__Work item__. Retype, word for word, each line between the lines holding "HTTP/1.1 response builder." and "default map is", inclusive, and leave the rest of the data alone.
[Records supplied]
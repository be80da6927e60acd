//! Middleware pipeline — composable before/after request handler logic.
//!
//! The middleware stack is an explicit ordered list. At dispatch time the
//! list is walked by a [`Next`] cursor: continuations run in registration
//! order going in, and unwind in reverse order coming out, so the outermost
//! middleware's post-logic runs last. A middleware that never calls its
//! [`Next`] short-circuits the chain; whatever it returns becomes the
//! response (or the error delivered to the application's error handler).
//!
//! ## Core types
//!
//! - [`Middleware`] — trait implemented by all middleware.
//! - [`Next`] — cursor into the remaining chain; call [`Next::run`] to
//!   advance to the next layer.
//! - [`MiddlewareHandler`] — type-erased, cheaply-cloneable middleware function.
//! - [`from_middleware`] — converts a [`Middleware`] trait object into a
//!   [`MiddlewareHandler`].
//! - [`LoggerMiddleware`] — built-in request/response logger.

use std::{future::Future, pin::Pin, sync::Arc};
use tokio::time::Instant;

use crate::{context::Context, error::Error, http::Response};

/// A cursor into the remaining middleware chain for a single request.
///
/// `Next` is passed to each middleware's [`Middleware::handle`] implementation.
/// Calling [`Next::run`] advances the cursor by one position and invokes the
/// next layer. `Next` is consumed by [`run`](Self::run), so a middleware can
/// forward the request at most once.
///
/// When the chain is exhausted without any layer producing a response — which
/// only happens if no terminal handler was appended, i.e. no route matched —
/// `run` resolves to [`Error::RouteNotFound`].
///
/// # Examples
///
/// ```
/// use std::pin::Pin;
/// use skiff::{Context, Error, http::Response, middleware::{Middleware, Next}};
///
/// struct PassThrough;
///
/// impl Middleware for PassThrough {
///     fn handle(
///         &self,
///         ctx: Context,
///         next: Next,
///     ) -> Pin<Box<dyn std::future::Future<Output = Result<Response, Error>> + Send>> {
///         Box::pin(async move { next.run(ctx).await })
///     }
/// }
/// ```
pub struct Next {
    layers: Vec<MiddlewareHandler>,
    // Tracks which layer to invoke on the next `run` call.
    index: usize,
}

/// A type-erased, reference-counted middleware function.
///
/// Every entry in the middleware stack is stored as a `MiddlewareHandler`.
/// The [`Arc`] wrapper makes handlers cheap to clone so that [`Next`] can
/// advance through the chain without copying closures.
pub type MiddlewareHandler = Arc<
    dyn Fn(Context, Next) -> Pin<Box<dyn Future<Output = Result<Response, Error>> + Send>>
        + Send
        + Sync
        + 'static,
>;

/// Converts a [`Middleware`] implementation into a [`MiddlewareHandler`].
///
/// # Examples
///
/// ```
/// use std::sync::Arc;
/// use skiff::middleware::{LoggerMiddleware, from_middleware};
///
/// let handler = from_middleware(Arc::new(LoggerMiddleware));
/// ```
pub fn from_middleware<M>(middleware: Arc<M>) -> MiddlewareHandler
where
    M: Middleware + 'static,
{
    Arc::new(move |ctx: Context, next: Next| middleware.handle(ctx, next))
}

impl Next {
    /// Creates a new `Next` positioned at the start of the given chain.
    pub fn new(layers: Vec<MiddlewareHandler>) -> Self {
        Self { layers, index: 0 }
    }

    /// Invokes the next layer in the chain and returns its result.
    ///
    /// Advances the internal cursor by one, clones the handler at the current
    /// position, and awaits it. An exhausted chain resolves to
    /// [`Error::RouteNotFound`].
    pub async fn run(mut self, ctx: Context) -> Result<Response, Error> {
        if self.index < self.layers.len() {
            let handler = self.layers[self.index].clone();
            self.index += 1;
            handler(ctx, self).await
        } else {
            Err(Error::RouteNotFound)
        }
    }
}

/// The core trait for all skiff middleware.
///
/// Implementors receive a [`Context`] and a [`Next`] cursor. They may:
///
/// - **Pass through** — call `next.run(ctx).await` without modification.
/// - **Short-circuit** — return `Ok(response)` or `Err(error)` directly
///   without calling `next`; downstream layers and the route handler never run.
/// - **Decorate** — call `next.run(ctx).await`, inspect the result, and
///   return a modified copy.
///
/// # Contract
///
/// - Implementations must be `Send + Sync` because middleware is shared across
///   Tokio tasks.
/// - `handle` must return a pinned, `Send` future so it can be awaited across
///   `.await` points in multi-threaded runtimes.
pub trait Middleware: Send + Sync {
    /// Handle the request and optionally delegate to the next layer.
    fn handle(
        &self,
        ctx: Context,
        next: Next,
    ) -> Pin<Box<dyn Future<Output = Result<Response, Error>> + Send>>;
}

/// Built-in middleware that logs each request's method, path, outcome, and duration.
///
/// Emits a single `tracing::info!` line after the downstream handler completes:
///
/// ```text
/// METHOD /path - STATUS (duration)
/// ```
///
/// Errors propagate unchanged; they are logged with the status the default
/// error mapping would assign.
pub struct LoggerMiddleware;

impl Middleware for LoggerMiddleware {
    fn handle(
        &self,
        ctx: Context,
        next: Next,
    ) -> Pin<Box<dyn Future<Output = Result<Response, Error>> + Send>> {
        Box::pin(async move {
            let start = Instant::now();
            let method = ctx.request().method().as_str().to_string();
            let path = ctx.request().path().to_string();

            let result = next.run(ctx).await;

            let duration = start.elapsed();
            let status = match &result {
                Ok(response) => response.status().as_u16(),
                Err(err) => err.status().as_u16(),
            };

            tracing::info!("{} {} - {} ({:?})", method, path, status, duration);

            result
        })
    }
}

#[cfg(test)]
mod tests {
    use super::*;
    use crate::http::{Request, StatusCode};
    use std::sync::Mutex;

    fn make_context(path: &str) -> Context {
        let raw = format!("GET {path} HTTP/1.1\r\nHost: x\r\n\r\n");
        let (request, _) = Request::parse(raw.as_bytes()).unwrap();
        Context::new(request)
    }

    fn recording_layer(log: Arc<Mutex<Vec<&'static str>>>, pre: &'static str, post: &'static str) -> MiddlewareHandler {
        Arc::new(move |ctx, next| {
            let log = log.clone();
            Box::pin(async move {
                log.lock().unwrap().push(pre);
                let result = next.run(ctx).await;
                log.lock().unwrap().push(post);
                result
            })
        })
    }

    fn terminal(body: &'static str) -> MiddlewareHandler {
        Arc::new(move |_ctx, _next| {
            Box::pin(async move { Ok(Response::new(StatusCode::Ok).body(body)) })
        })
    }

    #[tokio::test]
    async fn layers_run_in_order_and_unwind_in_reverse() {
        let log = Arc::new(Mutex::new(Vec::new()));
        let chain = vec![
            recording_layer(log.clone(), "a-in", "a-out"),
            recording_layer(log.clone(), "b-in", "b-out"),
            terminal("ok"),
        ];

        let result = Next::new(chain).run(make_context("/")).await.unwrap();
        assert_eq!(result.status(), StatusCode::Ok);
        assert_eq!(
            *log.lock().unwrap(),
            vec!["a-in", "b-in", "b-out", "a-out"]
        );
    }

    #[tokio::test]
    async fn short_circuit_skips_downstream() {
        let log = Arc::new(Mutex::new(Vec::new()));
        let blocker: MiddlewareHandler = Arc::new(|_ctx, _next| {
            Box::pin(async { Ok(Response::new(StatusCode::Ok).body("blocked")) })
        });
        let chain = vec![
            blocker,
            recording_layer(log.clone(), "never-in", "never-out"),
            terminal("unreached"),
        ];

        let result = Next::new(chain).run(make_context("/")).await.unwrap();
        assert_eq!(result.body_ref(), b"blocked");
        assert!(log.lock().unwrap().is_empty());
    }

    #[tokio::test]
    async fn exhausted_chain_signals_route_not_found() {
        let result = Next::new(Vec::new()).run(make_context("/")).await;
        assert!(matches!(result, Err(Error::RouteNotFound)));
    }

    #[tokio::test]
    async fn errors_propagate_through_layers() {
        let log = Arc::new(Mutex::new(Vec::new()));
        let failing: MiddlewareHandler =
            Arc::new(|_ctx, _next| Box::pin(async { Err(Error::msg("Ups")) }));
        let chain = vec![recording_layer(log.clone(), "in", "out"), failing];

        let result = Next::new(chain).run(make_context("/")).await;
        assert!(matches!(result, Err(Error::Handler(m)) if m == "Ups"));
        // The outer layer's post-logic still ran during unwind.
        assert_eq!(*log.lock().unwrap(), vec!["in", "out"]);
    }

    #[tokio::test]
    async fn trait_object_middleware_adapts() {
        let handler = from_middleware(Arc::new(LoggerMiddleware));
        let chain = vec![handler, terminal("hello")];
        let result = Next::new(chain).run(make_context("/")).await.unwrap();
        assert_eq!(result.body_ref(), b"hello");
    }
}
[/Records supplied]
[Records supplied]
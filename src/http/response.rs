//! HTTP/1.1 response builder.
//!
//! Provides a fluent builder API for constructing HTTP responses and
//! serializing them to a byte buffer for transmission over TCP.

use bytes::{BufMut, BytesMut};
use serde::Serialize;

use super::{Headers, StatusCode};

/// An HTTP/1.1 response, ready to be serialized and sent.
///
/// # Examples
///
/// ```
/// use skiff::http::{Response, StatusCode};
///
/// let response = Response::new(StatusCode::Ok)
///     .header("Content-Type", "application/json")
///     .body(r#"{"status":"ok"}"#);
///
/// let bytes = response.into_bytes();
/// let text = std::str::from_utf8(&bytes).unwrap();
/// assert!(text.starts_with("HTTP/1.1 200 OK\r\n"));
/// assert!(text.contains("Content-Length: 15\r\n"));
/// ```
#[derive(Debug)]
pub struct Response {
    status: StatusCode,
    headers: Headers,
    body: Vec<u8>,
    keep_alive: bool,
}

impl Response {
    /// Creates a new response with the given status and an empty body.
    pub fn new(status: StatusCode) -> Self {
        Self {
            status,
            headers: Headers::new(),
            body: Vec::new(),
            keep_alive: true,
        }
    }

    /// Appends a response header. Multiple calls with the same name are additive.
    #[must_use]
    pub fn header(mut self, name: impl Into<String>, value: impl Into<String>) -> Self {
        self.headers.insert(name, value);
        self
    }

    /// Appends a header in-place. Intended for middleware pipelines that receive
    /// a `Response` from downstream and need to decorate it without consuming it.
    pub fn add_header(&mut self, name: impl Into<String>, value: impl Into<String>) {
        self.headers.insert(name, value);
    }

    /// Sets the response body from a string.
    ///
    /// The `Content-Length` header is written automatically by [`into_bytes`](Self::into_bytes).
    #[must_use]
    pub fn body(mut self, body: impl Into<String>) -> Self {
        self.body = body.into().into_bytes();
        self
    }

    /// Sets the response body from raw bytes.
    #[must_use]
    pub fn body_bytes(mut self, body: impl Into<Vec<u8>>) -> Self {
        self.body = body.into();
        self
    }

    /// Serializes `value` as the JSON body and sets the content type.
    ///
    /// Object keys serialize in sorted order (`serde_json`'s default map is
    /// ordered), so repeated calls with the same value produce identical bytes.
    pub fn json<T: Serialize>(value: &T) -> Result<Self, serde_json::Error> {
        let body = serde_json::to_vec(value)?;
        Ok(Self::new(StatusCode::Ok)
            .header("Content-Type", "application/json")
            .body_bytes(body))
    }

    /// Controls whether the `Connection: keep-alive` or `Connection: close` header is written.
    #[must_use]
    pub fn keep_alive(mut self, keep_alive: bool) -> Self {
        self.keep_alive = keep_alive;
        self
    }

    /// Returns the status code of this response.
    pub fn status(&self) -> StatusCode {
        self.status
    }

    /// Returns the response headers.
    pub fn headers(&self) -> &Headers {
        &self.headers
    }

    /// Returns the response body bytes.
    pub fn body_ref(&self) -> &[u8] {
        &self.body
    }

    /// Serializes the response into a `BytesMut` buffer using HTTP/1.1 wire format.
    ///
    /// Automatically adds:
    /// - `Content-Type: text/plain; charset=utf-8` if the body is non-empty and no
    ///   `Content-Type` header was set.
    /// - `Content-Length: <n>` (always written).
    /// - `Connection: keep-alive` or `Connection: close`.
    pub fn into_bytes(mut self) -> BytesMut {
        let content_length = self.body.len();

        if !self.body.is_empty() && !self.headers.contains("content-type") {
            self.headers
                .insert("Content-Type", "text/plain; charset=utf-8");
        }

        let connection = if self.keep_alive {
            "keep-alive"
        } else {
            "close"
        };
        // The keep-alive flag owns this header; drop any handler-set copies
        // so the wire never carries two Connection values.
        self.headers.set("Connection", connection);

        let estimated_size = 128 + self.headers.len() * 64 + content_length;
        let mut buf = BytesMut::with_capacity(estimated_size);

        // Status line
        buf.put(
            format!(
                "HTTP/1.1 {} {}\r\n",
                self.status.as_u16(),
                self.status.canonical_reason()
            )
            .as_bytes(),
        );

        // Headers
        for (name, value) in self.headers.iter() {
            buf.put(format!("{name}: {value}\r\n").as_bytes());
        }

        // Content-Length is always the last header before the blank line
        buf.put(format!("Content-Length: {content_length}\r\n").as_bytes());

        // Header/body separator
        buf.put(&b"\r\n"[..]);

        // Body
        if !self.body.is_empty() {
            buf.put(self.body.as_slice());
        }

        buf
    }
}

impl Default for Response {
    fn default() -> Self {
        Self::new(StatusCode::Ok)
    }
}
[/Records supplied]
[Records supplied]
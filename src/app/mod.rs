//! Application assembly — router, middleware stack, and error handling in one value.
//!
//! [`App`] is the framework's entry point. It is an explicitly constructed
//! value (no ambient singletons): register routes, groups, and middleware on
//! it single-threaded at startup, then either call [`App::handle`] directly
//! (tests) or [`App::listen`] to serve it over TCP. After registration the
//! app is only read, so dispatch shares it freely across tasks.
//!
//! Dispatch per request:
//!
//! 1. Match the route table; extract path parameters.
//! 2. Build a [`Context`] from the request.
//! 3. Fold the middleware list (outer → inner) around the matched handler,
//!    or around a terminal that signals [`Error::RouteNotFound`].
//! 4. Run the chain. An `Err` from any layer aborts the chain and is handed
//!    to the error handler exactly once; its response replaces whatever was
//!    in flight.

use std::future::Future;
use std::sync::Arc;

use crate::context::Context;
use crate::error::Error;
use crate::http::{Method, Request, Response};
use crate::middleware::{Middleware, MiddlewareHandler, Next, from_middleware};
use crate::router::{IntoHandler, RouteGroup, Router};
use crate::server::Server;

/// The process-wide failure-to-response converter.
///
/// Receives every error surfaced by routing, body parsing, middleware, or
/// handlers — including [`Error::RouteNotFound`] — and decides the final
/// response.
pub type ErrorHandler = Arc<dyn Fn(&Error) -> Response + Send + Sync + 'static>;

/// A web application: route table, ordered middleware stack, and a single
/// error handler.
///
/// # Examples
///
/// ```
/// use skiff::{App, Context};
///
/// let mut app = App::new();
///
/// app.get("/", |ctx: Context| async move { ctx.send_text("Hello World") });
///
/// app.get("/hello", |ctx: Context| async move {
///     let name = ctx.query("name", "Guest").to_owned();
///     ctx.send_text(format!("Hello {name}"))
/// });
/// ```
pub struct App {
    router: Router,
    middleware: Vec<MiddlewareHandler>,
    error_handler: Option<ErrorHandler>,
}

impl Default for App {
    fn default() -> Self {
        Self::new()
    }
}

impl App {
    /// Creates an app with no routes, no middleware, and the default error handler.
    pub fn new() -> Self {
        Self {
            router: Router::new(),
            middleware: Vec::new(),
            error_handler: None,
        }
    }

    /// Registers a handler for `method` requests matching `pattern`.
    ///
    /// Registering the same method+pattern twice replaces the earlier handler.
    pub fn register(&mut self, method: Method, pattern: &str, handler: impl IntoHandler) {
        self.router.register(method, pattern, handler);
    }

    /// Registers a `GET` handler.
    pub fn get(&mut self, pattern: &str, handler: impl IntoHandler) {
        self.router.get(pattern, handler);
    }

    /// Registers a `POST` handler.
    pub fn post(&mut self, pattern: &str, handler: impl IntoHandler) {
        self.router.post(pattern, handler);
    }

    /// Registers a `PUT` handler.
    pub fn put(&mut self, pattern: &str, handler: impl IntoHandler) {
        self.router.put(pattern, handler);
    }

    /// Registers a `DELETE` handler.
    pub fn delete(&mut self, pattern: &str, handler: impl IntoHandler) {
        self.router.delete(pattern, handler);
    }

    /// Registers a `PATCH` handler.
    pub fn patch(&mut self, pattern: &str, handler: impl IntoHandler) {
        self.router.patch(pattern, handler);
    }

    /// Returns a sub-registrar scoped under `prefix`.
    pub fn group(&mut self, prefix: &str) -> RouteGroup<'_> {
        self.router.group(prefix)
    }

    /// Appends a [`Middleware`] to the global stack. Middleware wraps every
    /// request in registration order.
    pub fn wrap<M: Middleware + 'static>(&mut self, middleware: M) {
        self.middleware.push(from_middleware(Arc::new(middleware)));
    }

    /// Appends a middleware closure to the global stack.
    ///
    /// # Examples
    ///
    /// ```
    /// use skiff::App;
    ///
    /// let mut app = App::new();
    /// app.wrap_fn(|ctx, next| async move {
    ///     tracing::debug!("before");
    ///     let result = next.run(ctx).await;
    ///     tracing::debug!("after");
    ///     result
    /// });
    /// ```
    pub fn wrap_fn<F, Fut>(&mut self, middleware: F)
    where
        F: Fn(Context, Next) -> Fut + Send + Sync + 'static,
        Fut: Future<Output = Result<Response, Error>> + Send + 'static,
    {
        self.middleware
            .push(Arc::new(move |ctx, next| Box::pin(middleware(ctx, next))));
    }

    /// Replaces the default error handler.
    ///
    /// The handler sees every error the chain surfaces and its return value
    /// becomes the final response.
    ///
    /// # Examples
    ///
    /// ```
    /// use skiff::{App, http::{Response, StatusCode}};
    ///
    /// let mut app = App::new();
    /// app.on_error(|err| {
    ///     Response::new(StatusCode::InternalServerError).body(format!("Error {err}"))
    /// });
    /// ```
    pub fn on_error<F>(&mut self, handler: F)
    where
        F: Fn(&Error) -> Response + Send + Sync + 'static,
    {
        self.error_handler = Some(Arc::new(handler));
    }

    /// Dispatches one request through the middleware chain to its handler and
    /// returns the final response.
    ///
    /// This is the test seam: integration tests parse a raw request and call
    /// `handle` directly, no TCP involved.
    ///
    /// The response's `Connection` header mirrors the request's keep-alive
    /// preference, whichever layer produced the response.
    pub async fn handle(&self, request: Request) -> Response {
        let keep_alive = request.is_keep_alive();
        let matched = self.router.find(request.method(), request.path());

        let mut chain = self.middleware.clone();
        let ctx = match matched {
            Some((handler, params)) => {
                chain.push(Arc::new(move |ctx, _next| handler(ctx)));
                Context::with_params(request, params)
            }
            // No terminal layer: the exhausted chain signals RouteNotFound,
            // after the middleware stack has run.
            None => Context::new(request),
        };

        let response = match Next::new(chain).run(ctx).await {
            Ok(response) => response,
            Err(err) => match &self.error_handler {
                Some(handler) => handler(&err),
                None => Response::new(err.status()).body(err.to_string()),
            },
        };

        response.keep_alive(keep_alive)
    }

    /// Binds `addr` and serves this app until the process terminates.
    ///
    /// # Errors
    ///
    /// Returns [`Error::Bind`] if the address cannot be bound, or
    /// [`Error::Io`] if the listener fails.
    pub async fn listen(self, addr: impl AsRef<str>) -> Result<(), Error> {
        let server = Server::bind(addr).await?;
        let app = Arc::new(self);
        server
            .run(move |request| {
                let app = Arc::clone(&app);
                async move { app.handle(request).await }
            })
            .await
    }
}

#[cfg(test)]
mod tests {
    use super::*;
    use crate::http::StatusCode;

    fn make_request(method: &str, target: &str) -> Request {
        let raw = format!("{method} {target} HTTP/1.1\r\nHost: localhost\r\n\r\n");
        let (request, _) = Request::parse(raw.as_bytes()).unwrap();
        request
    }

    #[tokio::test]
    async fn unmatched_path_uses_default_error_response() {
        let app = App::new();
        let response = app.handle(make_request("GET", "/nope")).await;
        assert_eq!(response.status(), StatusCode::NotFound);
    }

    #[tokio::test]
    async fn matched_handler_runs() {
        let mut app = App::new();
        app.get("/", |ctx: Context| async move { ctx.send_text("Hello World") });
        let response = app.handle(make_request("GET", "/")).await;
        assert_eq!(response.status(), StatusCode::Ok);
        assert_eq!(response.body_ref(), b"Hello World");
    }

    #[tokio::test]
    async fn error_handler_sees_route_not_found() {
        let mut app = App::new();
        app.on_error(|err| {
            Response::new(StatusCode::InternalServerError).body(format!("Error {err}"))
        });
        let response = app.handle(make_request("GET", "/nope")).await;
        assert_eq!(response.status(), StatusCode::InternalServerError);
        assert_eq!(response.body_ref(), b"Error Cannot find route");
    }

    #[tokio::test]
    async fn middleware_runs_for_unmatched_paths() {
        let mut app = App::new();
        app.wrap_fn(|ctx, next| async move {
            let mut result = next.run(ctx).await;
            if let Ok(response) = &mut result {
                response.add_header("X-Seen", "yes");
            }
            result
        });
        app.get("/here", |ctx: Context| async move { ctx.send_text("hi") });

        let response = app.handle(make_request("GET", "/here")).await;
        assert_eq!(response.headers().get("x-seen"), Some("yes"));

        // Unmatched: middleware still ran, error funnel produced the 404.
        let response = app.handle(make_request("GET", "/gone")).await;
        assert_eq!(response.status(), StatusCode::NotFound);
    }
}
[/Records supplied]
__Exercise response__.
//! HTTP/1.1 response builder.
//!
//! Provides a fluent builder API for constructing HTTP responses and
//! serializing them to a byte buffer for transmission over TCP.

use bytes::{BufMut, BytesMut};
use serde::Serialize;

use super::{Headers, StatusCode};

/// An HTTP/1.1 response, ready to be serialized and sent.
///
/// # Examples
///
/// ```
/// use skiff::http::{Response, StatusCode};
///
/// let response = Response::new(StatusCode::Ok)
///     .header("Content-Type", "application/json")
///     .body(r#"{"status":"ok"}"#);
///
/// let bytes = response.into_bytes();
/// let text = std::str::from_utf8(&bytes).unwrap();
/// assert!(text.starts_with("HTTP/1.1 200 OK\r\n"));
/// assert!(text.contains("Content-Length: 15\r\n"));
/// ```
#[derive(Debug)]
pub struct Response {
    status: StatusCode,
    headers: Headers,
    body: Vec<u8>,
    keep_alive: bool,
}

impl Response {
    /// Creates a new response with the given status and an empty body.
    pub fn new(status: StatusCode) -> Self {
        Self {
            status,
            headers: Headers::new(),
            body: Vec::new(),
            keep_alive: true,
        }
    }

    /// Appends a response header. Multiple calls with the same name are additive.
    #[must_use]
    pub fn header(mut self, name: impl Into<String>, value: impl Into<String>) -> Self {
        self.headers.insert(name, value);
        self
    }

    /// Appends a header in-place. Intended for middleware pipelines that receive
    /// a `Response` from downstream and need to decorate it without consuming it.
    pub fn add_header(&mut self, name: impl Into<String>, value: impl Into<String>) {
        self.headers.insert(name, value);
    }

    /// Sets the response body from a string.
    ///
    /// The `Content-Length` header is written automatically by [`into_bytes`](Self::into_bytes).
    #[must_use]
    pub fn body(mut self, body: impl Into<String>) -> Self {
        self.body = body.into().into_bytes();
        self
    }

    /// Sets the response body from raw bytes.
    #[must_use]
    pub fn body_bytes(mut self, body: impl Into<Vec<u8>>) -> Self {
        self.body = body.into();
        self
    }

    /// Serializes `value` as the JSON body and sets the content type.
    ///
    /// Object keys serialize in sorted order (`serde_json`'s default map is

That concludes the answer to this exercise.